In a quiet, fragile voice, Father Storey said, “From time to time my friend John Rookwood has teased me by saying the study of theology is as pointless as a hole in the head. I understand from Nick you saved my life with a quarter-inch drill bit through the back of my skull. I think that puts me one up on John. We’ll have to let him know.” His eyes glittered. “He also liked to tell me that religious people are closed-minded. Who has the open mind now, eh?”
“Do you remember who I am, Father?” she said to him.
“I do! The nurse. I’m quite confident we were friends, although I’m afraid I’m having trouble recalling your name just now. You cut your hair, and I think that’s throwing me off. Is it . . . Juliet Andrews? No. That’s . . . that’s wrong.”
“Harper,” she said.
“Ah!” he said. “Yes! Harper . . .” He frowned. “Harper Gallows?”
“Close! Willowes.” She touched his wrist, took his pulse. It was strong, steady, slow. “How’s your head?”
“Not as bad as my left foot,” he said.
“What’s wrong with your left foot?”
“It feels ant-bit.”
She went to the end of his cot and looked at the foot. In between the big toe and the second toe was an infected lump, where it did indeed look like he might’ve been bitten by a spider. There were other, older red marks where he had been bitten other times, and all of it was encircled by a yellowing bruise.
“Mhm,” she said. “Something got you. Sorry about that. I was probably preoccupied with looking after that hole in your coconut. You suffered a serious subdural hematoma. You nearly died.”
“How long have I been out?” he asked.
“A little over two months. You’ve been in and out of consciousness the last few days. After your head injury, there were . . . serious complications. You suffered at least two seizures, several weeks apart. At one time I doubted you’d recover.”
“Strokes?”
She sat on the edge of his bed. In sign language, she asked Nick to get her “heart-ear-listen-to-him thing” and he went to the counter to find her stethoscope.
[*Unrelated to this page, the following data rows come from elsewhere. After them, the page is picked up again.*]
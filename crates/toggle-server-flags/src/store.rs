// Copyright (c) 2025 Geoffrey Huntley <ghuntley@ghuntley.com>. All rights reserved.
// SPDX-License-Identifier: Proprietary

//! Configuration store: the source of truth for flag configuration.
//!
//! The store is written by the management dashboard and only ever read here.

use std::collections::HashMap;
use std::sync::atomic::{AtomicUsize, Ordering};

use async_trait::async_trait;
use sqlx::SqlitePool;
use tokio::sync::RwLock;
use tracing::instrument;

use toggle_flags_core::{FlagConfiguration, TargetingRule};

use crate::error::Result;

/// Read access to per-environment flag configuration.
#[async_trait]
pub trait ConfigStore: Send + Sync {
	/// Follows api key → project → feature (by key) → environment config.
	///
	/// Returns `Ok(None)` when any link of that chain is missing.
	async fn lookup(
		&self,
		api_key: &str,
		feature_key: &str,
		environment: &str,
	) -> Result<Option<FlagConfiguration>>;

	/// Cheap connectivity probe used by health checks.
	async fn ping(&self) -> Result<()> {
		Ok(())
	}
}

/// SQLite implementation of the configuration store.
#[derive(Clone)]
pub struct SqliteConfigStore {
	pool: SqlitePool,
}

impl SqliteConfigStore {
	pub fn new(pool: SqlitePool) -> Self {
		Self { pool }
	}

	pub fn pool(&self) -> &SqlitePool {
		&self.pool
	}
}

#[async_trait]
impl ConfigStore for SqliteConfigStore {
	#[instrument(skip(self, api_key), fields(feature_key = %feature_key, environment = %environment))]
	async fn lookup(
		&self,
		api_key: &str,
		feature_key: &str,
		environment: &str,
	) -> Result<Option<FlagConfiguration>> {
		let row = sqlx::query_as::<_, FeatureEnvironmentRow>(
			r#"
			SELECT fe.status, fe.rollout_percentage, fe.rules
			FROM projects p
			JOIN features f ON f.project_id = p.id
			JOIN feature_environments fe ON fe.feature_id = f.id
			WHERE p.api_key = ? AND f.key = ? AND fe.environment = ?
			LIMIT 1
			"#,
		)
		.bind(api_key)
		.bind(feature_key)
		.bind(environment)
		.fetch_optional(&self.pool)
		.await?;

		Ok(row.map(FeatureEnvironmentRow::into_configuration))
	}

	async fn ping(&self) -> Result<()> {
		sqlx::query("SELECT 1").execute(&self.pool).await?;
		Ok(())
	}
}

#[derive(sqlx::FromRow)]
struct FeatureEnvironmentRow {
	status: Option<bool>,
	rollout_percentage: Option<i64>,
	rules: Option<String>,
}

impl FeatureEnvironmentRow {
	fn into_configuration(self) -> FlagConfiguration {
		let enabled = self.status.unwrap_or(false);
		let rollout = self.rollout_percentage.unwrap_or(0);

		let raw_rules = match self
			.rules
			.as_deref()
			.map(|raw| serde_json::from_str::<serde_json::Value>(raw))
		{
			None => Ok(Vec::new()),
			Some(Ok(serde_json::Value::Null)) => Ok(Vec::new()),
			Some(Ok(serde_json::Value::Array(items))) => Ok(items),
			Some(Ok(other)) => Err(format!("rules column holds a JSON {}", json_kind(&other))),
			Some(Err(e)) => Err(format!("rules column is not valid JSON: {e}")),
		};

		match raw_rules {
			Ok(items) => FlagConfiguration::from_stored(enabled, rollout, &items),
			Err(reason) => {
				tracing::warn!(reason = %reason, "rejecting stored rule set");
				let mut config = FlagConfiguration::from_stored(enabled, rollout, &[]);
				config.rules.push(TargetingRule::Rejected {
					field: String::new(),
					reason,
				});
				config
			}
		}
	}
}

fn json_kind(value: &serde_json::Value) -> &'static str {
	match value {
		serde_json::Value::Null => "null",
		serde_json::Value::Bool(_) => "boolean",
		serde_json::Value::Number(_) => "number",
		serde_json::Value::String(_) => "string",
		serde_json::Value::Array(_) => "array",
		serde_json::Value::Object(_) => "object",
	}
}

type StoreKey = (String, String, String);

/// In-process store, for embedding and tests.
///
/// Counts lookups so callers can assert how often the store was consulted.
#[derive(Default)]
pub struct InMemoryConfigStore {
	entries: RwLock<HashMap<StoreKey, FlagConfiguration>>,
	lookups: AtomicUsize,
}

impl InMemoryConfigStore {
	pub fn new() -> Self {
		Self::default()
	}

	pub async fn insert(
		&self,
		api_key: impl Into<String>,
		feature_key: impl Into<String>,
		environment: impl Into<String>,
		config: FlagConfiguration,
	) {
		self
			.entries
			.write()
			.await
			.insert((api_key.into(), feature_key.into(), environment.into()), config);
	}

	pub async fn remove(&self, api_key: &str, feature_key: &str, environment: &str) -> bool {
		self
			.entries
			.write()
			.await
			.remove(&(
				api_key.to_string(),
				feature_key.to_string(),
				environment.to_string(),
			))
			.is_some()
	}

	pub fn lookup_count(&self) -> usize {
		self.lookups.load(Ordering::SeqCst)
	}
}

#[async_trait]
impl ConfigStore for InMemoryConfigStore {
	async fn lookup(
		&self,
		api_key: &str,
		feature_key: &str,
		environment: &str,
	) -> Result<Option<FlagConfiguration>> {
		self.lookups.fetch_add(1, Ordering::SeqCst);
		let key = (
			api_key.to_string(),
			feature_key.to_string(),
			environment.to_string(),
		);
		Ok(self.entries.read().await.get(&key).cloned())
	}
}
“Are you talking to my grandson in sign language?” Father Storey asked.
“Nick is a good teacher.”
He smiled at that. Then his brow furrowed in thought. “If I had a stroke, how come my speech isn’t slurred?”
“That doesn’t always happen. Likewise, partial paralysis. But you have feeling in both hands, your feet? Your face isn’t numb?”
He stroked his beard, pinched his nose. “No.”
“That’s good,” she said in a slow voice, thinking it over. Seeing in her mind the swollen red spider bite between his toes, then dismissing it.
Nick brought her the stethoscope. She listened to Father Sto rey’s heart (strong) and lungs (clear). She tested his vision, asking him to follow the head of a Q-tip with his gaze, moving it in toward his nose and then out.
“Will I slip back into coma?” he asked.